Auch die Fähigkeit, konzeptionell und strategisch zu denken, habe sie sich im Wesentlichen während des Masterstudiums angeeignet, sagt Sandra Nast. Besonders wertvoll sei für sie zudem gewesen, dass das IAM die Rahmenbedingungen dafür schafft, dass die Masterstudierenden ein Semester im Ausland absolvieren können. Sie selbst hat diese Möglichkeit für einen sechsmonatigen Aufenthalt in Buenos Aires genutzt.

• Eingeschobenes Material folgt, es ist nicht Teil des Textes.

//! Storage factory for runtime backend selection

use std::sync::Arc;

use serde::Deserialize;
use tracing::info;

use crate::domain::player::PlayerRepository;
use crate::domain::team::TeamRepository;
use crate::domain::DomainError;

use super::in_memory::InMemoryRosterStore;
use super::postgres::{PostgresConfig, PostgresRosterStore};

/// Supported storage backends
#[derive(Debug, Clone, Copy, PartialEq, Eq, Default, Deserialize)]
pub enum StorageType {
    /// In-memory storage (for testing/development)
    #[default]
    #[serde(rename = "memory", alias = "in_memory", alias = "in-memory")]
    InMemory,
    /// PostgreSQL storage
    #[serde(rename = "postgres", alias = "postgresql", alias = "pg")]
    Postgres,
}

/// Storage configuration
#[derive(Debug, Clone)]
pub enum StorageConfig {
    /// In-memory storage configuration
    InMemory,
    /// PostgreSQL storage configuration
    Postgres(PostgresConfig),
}

impl StorageConfig {
    /// Creates a PostgreSQL configuration from a URL
    pub fn postgres_url(url: impl Into<String>) -> Self {
        Self::Postgres(PostgresConfig::new(url))
    }

    /// Returns the storage type
    pub fn storage_type(&self) -> StorageType {
        match self {
            Self::InMemory => StorageType::InMemory,
            Self::Postgres(_) => StorageType::Postgres,
        }
    }
}

#[derive(Debug, Clone)]
enum Backend {
    InMemory(Arc<InMemoryRosterStore>),
    Postgres(Arc<PostgresRosterStore>),
}

/// Handle to the opened storage backend.
///
/// Constructed once at startup, shared through the application state and
/// closed on shutdown.
#[derive(Debug, Clone)]
pub struct RosterStorage {
    backend: Backend,
}

impl RosterStorage {
    /// Fresh, empty in-memory storage
    pub fn in_memory() -> Self {
        Self {
            backend: Backend::InMemory(Arc::new(InMemoryRosterStore::new())),
        }
    }

    pub fn storage_type(&self) -> StorageType {
        match &self.backend {
            Backend::InMemory(_) => StorageType::InMemory,
            Backend::Postgres(_) => StorageType::Postgres,
        }
    }

    pub fn teams(&self) -> Arc<dyn TeamRepository> {
        match &self.backend {
            Backend::InMemory(store) => store.clone() as Arc<dyn TeamRepository>,
            Backend::Postgres(store) => store.clone() as Arc<dyn TeamRepository>,
        }
    }

    pub fn players(&self) -> Arc<dyn PlayerRepository> {
        match &self.backend {
            Backend::InMemory(store) => store.clone() as Arc<dyn PlayerRepository>,
            Backend::Postgres(store) => store.clone() as Arc<dyn PlayerRepository>,
        }
    }

    /// Discard every row and recreate the schema
    pub async fn reset(&self) -> Result<(), DomainError> {
        match &self.backend {
            Backend::InMemory(store) => store.clear(),
            Backend::Postgres(store) => store.reset().await,
        }
    }

    /// Round-trip to the backend
    pub async fn ping(&self) -> Result<(), DomainError> {
        match &self.backend {
            Backend::InMemory(store) => TeamRepository::list(store.as_ref()).await.map(|_| ()),
            Backend::Postgres(store) => store.ping().await,
        }
    }

    /// Release connections held by the backend
    pub async fn close(&self) {
        if let Backend::Postgres(store) = &self.backend {
            store.close().await;
            info!("PostgreSQL pool closed");
        }
    }
}

/// Factory for opening storage backends
#[derive(Debug)]
pub struct StorageFactory;

impl StorageFactory {
    /// Opens the backend described by the configuration
    pub async fn create(config: &StorageConfig) -> Result<RosterStorage, DomainError> {
        let storage = match config {
            StorageConfig::InMemory => RosterStorage::in_memory(),
            StorageConfig::Postgres(pg_config) => {
                let store = PostgresRosterStore::connect(pg_config).await?;
                RosterStorage {
                    backend: Backend::Postgres(Arc::new(store)),
                }
            }
        };

        info!(backend = ?storage.storage_type(), "Storage opened");
        Ok(storage)
    }
}

#[cfg(test)]
mod tests {
    use super::*;
    use crate::domain::team::NewTeam;

    #[derive(Deserialize)]
    struct Wrapper {
        backend: StorageType,
    }

    fn parse(value: &str) -> Option<StorageType> {
        serde_json::from_str::<Wrapper>(&format!(r#"{{"backend":"{}"}}"#, value))
            .ok()
            .map(|w| w.backend)
    }

    #[test]
    fn test_storage_type_names() {
        assert_eq!(parse("memory"), Some(StorageType::InMemory));
        assert_eq!(parse("in_memory"), Some(StorageType::InMemory));
        assert_eq!(parse("postgres"), Some(StorageType::Postgres));
        assert_eq!(parse("postgresql"), Some(StorageType::Postgres));
        assert_eq!(parse("pg"), Some(StorageType::Postgres));
        assert_eq!(parse("sqlite"), None);
    }

    #[test]
    fn test_storage_config_types() {
        assert_eq!(StorageConfig::InMemory.storage_type(), StorageType::InMemory);

        let postgres = StorageConfig::postgres_url("postgres://localhost/test");
        assert_eq!(postgres.storage_type(), StorageType::Postgres);
    }

    #[tokio::test]
    async fn test_in_memory_repositories_share_tables() {
        let storage = StorageFactory::create(&StorageConfig::InMemory).await.unwrap();

        let team = storage
            .teams()
            .create(NewTeam::new("Heat").unwrap())
            .await
            .unwrap();

        let player = crate::domain::player::NewPlayer::new(
            "Lebron James",
            "Small Forward",
            "6'9",
            Some(team.id()),
        )
        .unwrap();
        assert!(storage.players().create(player).await.is_ok());

        storage.ping().await.unwrap();
    }

    #[tokio::test]
    async fn test_reset_clears_in_memory_rows() {
        let storage = RosterStorage::in_memory();
        storage
            .teams()
            .create(NewTeam::new("Heat").unwrap())
            .await
            .unwrap();

        storage.reset().await.unwrap();

        assert!(storage.teams().list().await.unwrap().is_empty());
    }
}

Im Gespräch mit Sandra Nast wird klar, dass sie sich nach Abschluss des Masterstudiums keineswegs von der Organisationskommunikation abgewendet hat. Vielmehr hat sie sich spezialisiert – und zwar auf die Organisationskommunikation als Mittel der interkulturellen Verständigung.

Fremde sind Freunde, die man noch nicht kennt
Wenn Sandra Nast mit einer Gruppe von jugendlichen Asylsuchenden das Ankunftszentrum verlässt und mit ihnen über die Trottoirs einer ländlichen Berner Gemeinde geht, kann es durchaus vorkommen, dass Passanten ihnen fragende Blicke zuwerfen. Sobald die Jugendlichen aus Syrien, Afghanistan und Ostafrika die Vorbeigehenden aber mit einem waschechten „Grüessech“ grüssen, wie sie es von Sandra Nast gelernt haben, ist auch hier das Eis gebrochen. „Fremde sind Freunde, die man noch nicht kennt“ – davon ist Sandra Nast überzeugt. Und wie soll man sie je kennenlernen, wenn nicht über Kommunikation?